Cultural awareness is based on knowledge and therefore it is closely linked to education. Many efforts have been focused on incorporating cultural knowledge into healthcare curricula (Morell, Sharp, & Crandall, 2002; Warner, 2002), and increases in cultural knowledge have been reported in response to educational interventions in various practice settings (Browne, Braun, Makuau, & McLaughlin, 2002; Smith, 2001). Cultural sensitivity requires the recognition of personal attitudes, values, beliefs, and practices within one’s own culture and insight into the effect of self on others. Communication skills are reflective of a speaker’s sensitivity and require the willingness to develop and use listening skills.
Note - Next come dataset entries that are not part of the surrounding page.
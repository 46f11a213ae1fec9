// Copyright 2021 Datafuse Labs
//
// Licensed under the Apache License, Version 2.0 (the "License");
// you may not use this file except in compliance with the License.
// You may obtain a copy of the License at
//
//     http://www.apache.org/licenses/LICENSE-2.0
//
// Unless required by applicable law or agreed to in writing, software
// distributed under the License is distributed on an "AS IS" BASIS,
// WITHOUT WARRANTIES OR CONDITIONS OF ANY KIND, either express or implied.
// See the License for the specific language governing permissions and
// limitations under the License.

use std::{iter::Peekable, str::CharIndices};

use super::{QueryError, keywords::match_phrase};

#[derive(Debug, Clone, Copy, PartialEq, Eq)]
pub(crate) enum ScanState {
    Default,
    InSingleQuote,
    InDoubleQuote,
    InBacktick,
    InLineComment,
    InBlockComment,
}

#[derive(Debug, Clone, Copy, PartialEq, Eq)]
pub(crate) enum Group {
    Paren,
    Bracket,
}

impl Group {
    fn close(self) -> char {
        match self {
            Group::Paren => ')',
            Group::Bracket => ']',
        }
    }
}

#[derive(Debug, Clone, Copy, PartialEq, Eq)]
pub(crate) enum StepKind {
    Code,
    Quoted,
    Comment,
}

/// One character as seen by the lexer. `depth` is the nesting level of the
/// context the character belongs to, so an opening `(` and its matching `)`
/// both report the depth outside the group.
#[derive(Debug, Clone, Copy)]
pub(crate) struct Step {
    pub(crate) offset: usize,
    pub(crate) ch: char,
    pub(crate) depth: usize,
    pub(crate) kind: StepKind,
}

impl Step {
    pub(crate) fn is_top_level(&self) -> bool {
        self.kind == StepKind::Code && self.depth == 0
    }
}

pub(crate) struct Lexer<'a> {
    text: &'a str,
    chars: Peekable<CharIndices<'a>>,
    state: ScanState,
    state_start: usize,
    escape_next: bool,
    closing_comment: bool,
    groups: Vec<(Group, usize)>,
    error: Option<QueryError>,
}

impl<'a> Lexer<'a> {
    pub(crate) fn new(text: &'a str) -> Self {
        Self {
            text,
            chars: text.char_indices().peekable(),
            state: ScanState::Default,
            state_start: 0,
            escape_next: false,
            closing_comment: false,
            groups: Vec::new(),
            error: None,
        }
    }

    pub(crate) fn step(&mut self) -> Option<Step> {
        let (offset, ch) = self.chars.next()?;
        let step = match self.state {
            ScanState::Default => self.code(offset, ch),
            ScanState::InSingleQuote => self.quoted(offset, ch, '\''),
            ScanState::InDoubleQuote => self.quoted(offset, ch, '"'),
            ScanState::InBacktick => self.quoted(offset, ch, '`'),
            ScanState::InLineComment => self.line_comment(offset, ch),
            ScanState::InBlockComment => self.block_comment(offset, ch),
        };
        Some(step)
    }

    /// Reports the first structural problem seen so far, or an unterminated
    /// quote, comment or group at end of input.
    pub(crate) fn finish(self) -> Result<(), QueryError> {
        if let Some(err) = self.error {
            return Err(err);
        }
        let rest = &self.text[self.state_start..];
        match self.state {
            ScanState::InSingleQuote | ScanState::InDoubleQuote => {
                return Err(QueryError::parse("unterminated quoted string", rest));
            }
            ScanState::InBacktick => {
                return Err(QueryError::parse("unterminated quoted identifier", rest));
            }
            ScanState::InBlockComment => {
                return Err(QueryError::parse("unterminated comment", rest));
            }
            ScanState::Default | ScanState::InLineComment => {}
        }
        if let Some((group, start)) = self.groups.last() {
            return Err(QueryError::parse(
                format!("missing closing `{}`", group.close()),
                &self.text[*start..],
            ));
        }
        Ok(())
    }

    fn peek(&mut self) -> Option<char> {
        self.chars.peek().map(|(_, ch)| *ch)
    }

    fn enter(&mut self, state: ScanState, offset: usize) {
        self.state = state;
        self.state_start = offset;
    }

    fn make(&self, offset: usize, ch: char, depth: usize, kind: StepKind) -> Step {
        Step {
            offset,
            ch,
            depth,
            kind,
        }
    }

    fn code(&mut self, offset: usize, ch: char) -> Step {
        let depth = self.groups.len();
        match ch {
            '\'' => {
                self.enter(ScanState::InSingleQuote, offset);
                self.make(offset, ch, depth, StepKind::Quoted)
            }
            '"' => {
                self.enter(ScanState::InDoubleQuote, offset);
                self.make(offset, ch, depth, StepKind::Quoted)
            }
            '`' => {
                self.enter(ScanState::InBacktick, offset);
                self.make(offset, ch, depth, StepKind::Quoted)
            }
            '-' if self.peek() == Some('-') => {
                self.enter(ScanState::InLineComment, offset);
                self.make(offset, ch, depth, StepKind::Comment)
            }
            '/' if self.peek() == Some('*') => {
                self.enter(ScanState::InBlockComment, offset);
                self.make(offset, ch, depth, StepKind::Comment)
            }
            '(' => {
                self.groups.push((Group::Paren, offset));
                self.make(offset, ch, depth, StepKind::Code)
            }
            '[' => {
                self.groups.push((Group::Bracket, offset));
                self.make(offset, ch, depth, StepKind::Code)
            }
            ')' | ']' => {
                match self.groups.last() {
                    Some((group, _)) if group.close() == ch => {
                        self.groups.pop();
                    }
                    _ => {
                        if self.error.is_none() {
                            self.error = Some(QueryError::parse(
                                format!("unexpected `{ch}`"),
                                &self.text[offset..],
                            ));
                        }
                    }
                }
                let depth = self.groups.len();
                self.make(offset, ch, depth, StepKind::Code)
            }
            _ => self.make(offset, ch, depth, StepKind::Code),
        }
    }

    fn quoted(&mut self, offset: usize, ch: char, quote: char) -> Step {
        let step = self.make(offset, ch, self.groups.len(), StepKind::Quoted);
        if self.escape_next {
            self.escape_next = false;
        } else if ch == '\\' {
            self.escape_next = true;
        } else if ch == quote {
            if self.peek() == Some(quote) {
                self.escape_next = true;
            } else {
                self.state = ScanState::Default;
            }
        }
        step
    }

    fn line_comment(&mut self, offset: usize, ch: char) -> Step {
        if ch == '\n' {
            self.state = ScanState::Default;
            return self.make(offset, ch, self.groups.len(), StepKind::Code);
        }
        self.make(offset, ch, self.groups.len(), StepKind::Comment)
    }

    fn block_comment(&mut self, offset: usize, ch: char) -> Step {
        if self.closing_comment {
            self.closing_comment = false;
            self.state = ScanState::Default;
        } else if ch == '*' && offset > self.state_start + 1 && self.peek() == Some('/') {
            self.closing_comment = true;
        }
        self.make(offset, ch, self.groups.len(), StepKind::Comment)
    }
}

/// Replaces every comment with a single space, leaving quoted text intact.
pub(crate) fn strip_comments(text: &str) -> Result<String, QueryError> {
    let mut lexer = Lexer::new(text);
    let mut out = String::with_capacity(text.len());
    let mut in_comment = false;
    while let Some(step) = lexer.step() {
        if step.kind == StepKind::Comment {
            if !in_comment {
                out.push(' ');
                in_comment = true;
            }
            continue;
        }
        in_comment = false;
        out.push(step.ch);
    }
    lexer.finish()?;
    Ok(out)
}

/// Splits on commas that sit at nesting depth zero, outside quotes and
/// outside `CASE … END` blocks. Each piece is trimmed; empty pieces are
/// dropped.
pub fn split_top_level(text: &str) -> Result<Vec<String>, QueryError> {
    let mut lexer = Lexer::new(text);
    let mut parts = Vec::new();
    let mut start = 0;
    let mut case_depth = 0usize;
    while let Some(step) = lexer.step() {
        if !step.is_top_level() {
            continue;
        }
        if step.ch == ',' && case_depth == 0 {
            push_part(&mut parts, &text[start..step.offset]);
            start = step.offset + 1;
        } else if starts_word(text, step.offset) {
            let word = word_at(text, step.offset);
            if word.eq_ignore_ascii_case("case") {
                case_depth += 1;
            } else if word.eq_ignore_ascii_case("end") && case_depth > 0 {
                case_depth -= 1;
            }
        }
    }
    lexer.finish()?;
    push_part(&mut parts, &text[start..]);
    Ok(parts)
}

fn push_part(parts: &mut Vec<String>, raw: &str) {
    let trimmed = raw.trim();
    if !trimmed.is_empty() {
        parts.push(trimmed.to_string());
    }
}

/// Finds the first top-level occurrence of a keyword phrase, returning the
/// byte range it covers.
pub(crate) fn find_keyword(
    text: &str,
    words: &[&str],
) -> Result<Option<(usize, usize)>, QueryError> {
    let mut lexer = Lexer::new(text);
    while let Some(step) = lexer.step() {
        if !step.is_top_level() || !at_keyword_start(text, step.offset) {
            continue;
        }
        if let Some(len) = match_phrase(&text[step.offset..], words) {
            return Ok(Some((step.offset, step.offset + len)));
        }
    }
    lexer.finish()?;
    Ok(None)
}

/// Given the offset of an opening `(`, returns the offset of its match.
pub(crate) fn matching_paren(text: &str, open: usize) -> Result<usize, QueryError> {
    let slice = &text[open..];
    let mut lexer = Lexer::new(slice);
    while let Some(step) = lexer.step() {
        if step.offset > 0 && step.is_top_level() && step.ch == ')' {
            return Ok(open + step.offset);
        }
    }
    lexer.finish()?;
    Err(QueryError::parse("missing closing `)`", slice))
}

pub(crate) fn is_ident_char(ch: char) -> bool {
    ch.is_ascii_alphanumeric() || ch == '_'
}

fn starts_word(text: &str, offset: usize) -> bool {
    let current = text[offset..].chars().next();
    let previous = text[..offset].chars().next_back();
    current.is_some_and(|ch| ch.is_ascii_alphabetic()) && !previous.is_some_and(is_ident_char)
}

fn word_at(text: &str, offset: usize) -> &str {
    let rest = &text[offset..];
    let end = rest.find(|ch: char| !is_ident_char(ch)).unwrap_or(rest.len());
    &rest[..end]
}

/// Keywords must be preceded by whitespace, a parenthesis or the start of
/// input.
pub(crate) fn at_keyword_start(text: &str, offset: usize) -> bool {
    let current = text[offset..].chars().next();
    let previous = text[..offset].chars().next_back();
    current.is_some_and(|ch| ch.is_ascii_alphabetic())
        && previous.is_none_or(is_keyword_boundary)
}

pub(crate) fn is_keyword_boundary(ch: char) -> bool {
    ch.is_whitespace() || ch == '(' || ch == ')'
}
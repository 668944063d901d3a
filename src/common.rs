// Copyright 2026 the Spiral3d Authors
// SPDX-License-Identifier: Apache-2.0 OR MIT

//! Common mathematical operations: tolerances, clamping, and quadrature.

use arrayvec::ArrayVec;

/// Distance below which two coordinates are considered equal.
pub const SMALL_METRIC_DISTANCE: f64 = 1.0e-6;

/// Angle below which two angles are considered equal, and below which a
/// curvature is treated as zero.
pub const SMALL_ANGLE_RADIANS: f64 = 1.0e-12;

/// Tolerance for comparing fractions and other dimensionless numbers.
pub const SMALL_FRACTION: f64 = 1.0e-10;

/// Relative tolerance for comparing arbitrary scalars.
const SMALL_RELATIVE: f64 = 1.0e-10;

/// Returns true if `a` and `b` differ by no more than `tol`.
#[inline]
pub fn is_same_within(a: f64, b: f64, tol: f64) -> bool {
    (a - b).abs() <= tol
}

/// Returns true if `a` and `b` agree to a tolerance relative to their size.
///
/// The tolerance never drops below [`SMALL_METRIC_DISTANCE`], so values near
/// zero compare as coordinates would.
#[inline]
pub fn is_almost_equal_number(a: f64, b: f64) -> bool {
    let tol = SMALL_METRIC_DISTANCE.max(SMALL_RELATIVE * a.abs().max(b.abs()));
    is_same_within(a, b, tol)
}

/// Returns true if `x` is within [`SMALL_ANGLE_RADIANS`] of zero.
#[inline]
pub fn is_small_angle_radians(x: f64) -> bool {
    x.abs() < SMALL_ANGLE_RADIANS
}

/// Interpolate between `a` and `b` at fraction `t`.
///
/// The formula is chosen so that `t = 0` and `t = 1` reproduce the
/// endpoints exactly.
#[inline]
pub fn interpolate(a: f64, t: f64, b: f64) -> f64 {
    if t <= 0.5 {
        a + t * (b - a)
    } else {
        b - (1.0 - t) * (b - a)
    }
}

/// Legendre-Gauss quadrature coefficients as (weight, abscissa) on `[-1, 1]`,
/// adapted from:
/// <https://pomax.github.io/bezierinfo/legendre-gauss.html>
pub const GAUSS_LEGENDRE_COEFFS_5: &[(f64, f64)] = &[
    (0.5688888888888889, 0.0000000000000000),
    (0.4786286704993665, -0.5384693101056831),
    (0.4786286704993665, 0.5384693101056831),
    (0.2369268850561891, -0.9061798459386640),
    (0.2369268850561891, 0.9061798459386640),
];

/// Map the 5-point Gauss-Legendre rule onto the interval `x0..x1`.
///
/// Returns `(x, weight)` pairs, ordered by increasing `x` when `x0 < x1`.
/// The weights sum to `x1 - x0`, so a reversed interval integrates with
/// negative sign, and an empty interval contributes nothing.
pub fn gauss_legendre_5(x0: f64, x1: f64) -> ArrayVec<(f64, f64), 5> {
    let mut result = ArrayVec::new();
    let half = 0.5 * (x1 - x0);
    let mid = 0.5 * (x0 + x1);
    // Visit the table in abscissa order; the table itself is sorted by weight.
    for &i in &[3usize, 1, 0, 2, 4] {
        let (wi, xi) = GAUSS_LEGENDRE_COEFFS_5[i];
        result.push((mid + half * xi, half * wi));
    }
    result
}

#[cfg(test)]
mod tests {
    use crate::common::*;

    #[test]
    fn gauss_weights_sum_to_interval() {
        let samples = gauss_legendre_5(0.25, 0.75);
        assert_eq!(samples.len(), 5);
        let total: f64 = samples.iter().map(|(_, w)| w).sum();
        assert!((total - 0.5).abs() < 1e-14);
        for (x, _) in &samples {
            assert!((0.25..=0.75).contains(x));
        }
        for pair in samples.windows(2) {
            assert!(pair[0].0 < pair[1].0);
        }
    }

    #[test]
    fn gauss_integrates_degree_9_exactly() {
        // A 5-point rule is exact for polynomials up to degree 9.
        let f = |x: f64| 3.0 * x.powi(9) - x.powi(4) + 2.0;
        let exact = |x: f64| 0.3 * x.powi(10) - 0.2 * x.powi(5) + 2.0 * x;
        let (a, b) = (-0.3, 1.7);
        let sum: f64 = gauss_legendre_5(a, b).iter().map(|&(x, w)| w * f(x)).sum();
        assert!((sum - (exact(b) - exact(a))).abs() < 1e-10);
    }

    #[test]
    fn gauss_reversed_interval_negates() {
        let forward: f64 = gauss_legendre_5(0.0, 1.0)
            .iter()
            .map(|&(x, w)| w * x.cos())
            .sum();
        let backward: f64 = gauss_legendre_5(1.0, 0.0)
            .iter()
            .map(|&(x, w)| w * x.cos())
            .sum();
        assert!((forward + backward).abs() < 1e-14);
        assert!((forward - 1f64.sin()).abs() < 1e-10);
    }

    #[test]
    fn empty_interval_has_zero_weight() {
        for (x, w) in gauss_legendre_5(0.5, 0.5) {
            assert_eq!(x, 0.5);
            assert_eq!(w, 0.0);
        }
    }

    #[test]
    fn interpolate_hits_endpoints() {
        assert_eq!(interpolate(3.0, 0.0, 7.0), 3.0);
        assert_eq!(interpolate(3.0, 1.0, 7.0), 7.0);
        assert_eq!(interpolate(3.0, 0.25, 7.0), 4.0);
    }

    #[test]
    fn almost_equal_number_is_relative() {
        assert!(is_almost_equal_number(1.0e9, 1.0e9 + 1.0e-3));
        assert!(!is_almost_equal_number(1.0, 1.0 + 1.0e-3));
        assert!(is_almost_equal_number(0.0, 1.0e-8));
    }
}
A sensitive speaker is also attuned to nonverbal communication (body language), careful use of silence and touch, respect for conversational distance, and appropriate tone of voice. Sensitivity influences the effective use of translators or interpreters and the handling of personal emotional issues that arise when third parties interact in healthcare situations (Purnell & Paulanka, 2003). Sensitivity toward coworkers in an increasingly diverse healthcare workforce is also important for cultural awareness and to enhance team functioning through open and respectful dialogue. Cultural competence is the incorporation of personal experience with cultural diversity (fact), awareness (knowledge), and sensitivity (attitude) into everyday practice behaviors. Competence behaviors are learned from personal exposure and experience with people from diverse groups, awareness of individual and group similarities and differences, and sensitivity to self and others. Taking action to adapt health advice and interventions to the specific needs of clients is basic to effective care.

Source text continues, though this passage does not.